**TASK INSTRUCTIONS**
Scan the records below and say how many lines include the word "first", giving no other text.
[AVAILABLE DATA — start]
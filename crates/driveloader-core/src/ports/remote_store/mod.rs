//! Remote store port definitions.
//!
//! This module defines the port trait and DTOs for talking to the remote
//! object store. The actual implementation lives in `driveloader-drive`.

mod client;
mod error;
mod types;

pub use client::RemoteStorePort;
pub use error::{RemotePortError, RemotePortResult};
pub use types::MediaChunk;
//! Per-directory completion ledger.
//!
//! A plain-text file (default `success.txt`) inside each target directory,
//! one filename per line, appended after a confirmed transfer and never
//! rewritten. There is exactly one writer per directory at a time: the
//! orchestrator, which processes items sequentially.

use std::fs::OpenOptions;
use std::io::{ErrorKind, Write};
use std::path::{Path, PathBuf};

use driveloader_core::download::{DownloadError, DownloadResult};
use driveloader_core::settings::LedgerMatch;

/// Completion record for one directory.
#[derive(Debug, Clone)]
pub struct CompletionLedger {
    path: PathBuf,
    mode: LedgerMatch,
}

impl CompletionLedger {
    /// Ledger stored as `dir/file_name`. Nothing is created until the first
    /// `mark_complete`.
    pub fn for_dir(dir: &Path, file_name: &str, mode: LedgerMatch) -> Self {
        Self {
            path: dir.join(file_name),
            mode,
        }
    }

    pub fn path(&self) -> &Path {
        &self.path
    }

    /// Whether `filename` was recorded as complete, using the configured
    /// match mode.
    pub fn is_complete(&self, filename: &str) -> DownloadResult<bool> {
        self.lookup(filename, self.mode)
    }

    /// Whether `filename` has a line of its own, whatever the match mode.
    ///
    /// Used before deleting a partial file: a substring hit on a longer name
    /// must not protect it.
    pub fn has_exact_entry(&self, filename: &str) -> DownloadResult<bool> {
        self.lookup(filename, LedgerMatch::Exact)
    }

    fn lookup(&self, filename: &str, mode: LedgerMatch) -> DownloadResult<bool> {
        let record = match std::fs::read_to_string(&self.path) {
            Ok(record) => record,
            Err(e) if e.kind() == ErrorKind::NotFound => return Ok(false),
            Err(e) => return Err(DownloadError::from_io_error(&e)),
        };

        Ok(match mode {
            LedgerMatch::Exact => record.lines().any(|line| line.trim_end() == filename),
            LedgerMatch::Substring => record.contains(filename),
        })
    }

    /// Append `filename` to the record, creating it on first use.
    pub fn mark_complete(&self, filename: &str) -> DownloadResult<()> {
        let mut file = OpenOptions::new()
            .create(true)
            .append(true)
            .open(&self.path)?;
        writeln!(file, "{filename}")?;
        file.sync_data()?;
        tracing::debug!(ledger = %self.path.display(), name = filename, "Marked complete");
        Ok(())
    }

    /// Every recorded filename, in the order they were appended.
    pub fn entries(&self) -> DownloadResult<Vec<String>> {
        match std::fs::read_to_string(&self.path) {
            Ok(record) => Ok(record
                .lines()
                .map(str::trim_end)
                .filter(|l| !l.is_empty())
                .map(String::from)
                .collect()),
            Err(e) if e.kind() == ErrorKind::NotFound => Ok(Vec::new()),
            Err(e) => Err(DownloadError::from_io_error(&e)),
        }
    }
}
//! Core domain types and port definitions for driveloader.
//!
//! This crate knows nothing about HTTP or terminals. Adapters implement the
//! traits in [`ports`]; the download engine consumes them.

#![deny(unused_crate_dependencies)]

pub mod config;
pub mod domain;
pub mod download;
pub mod instructions;
pub mod ports;
pub mod settings;
pub mod utils;

pub use config::{ConfigError, load_jobs};
pub use domain::{
    ExportFormat, FOLDER_MIME_TYPE, KindFilter, NATIVE_MIME_PREFIX, NameMatch, ObjectKind,
    ObjectQuery, RemoteObject, escape_query_value,
};
pub use download::{
    BatchReport, DownloadError, DownloadJob, DownloadResult, GroupFailure, ItemOutcome, ItemReport,
    JobKind, TransferOutcome,
};
pub use instructions::{
    Instruction, InstructionError, JobMethod, load_instructions, parse_instructions,
    resolve_target,
};
pub use ports::{
    CandidateCatalog, CatalogError, EmptyCatalog, MediaChunk, RemotePortError, RemotePortResult,
    RemoteStorePort,
};
pub use settings::{LedgerMatch, Settings, SettingsError, validate_settings};
pub use utils::{format_hms, format_size, format_speed};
[AVAILABLE DATA — finish]
**RESULT OF THE EXERCISE**
2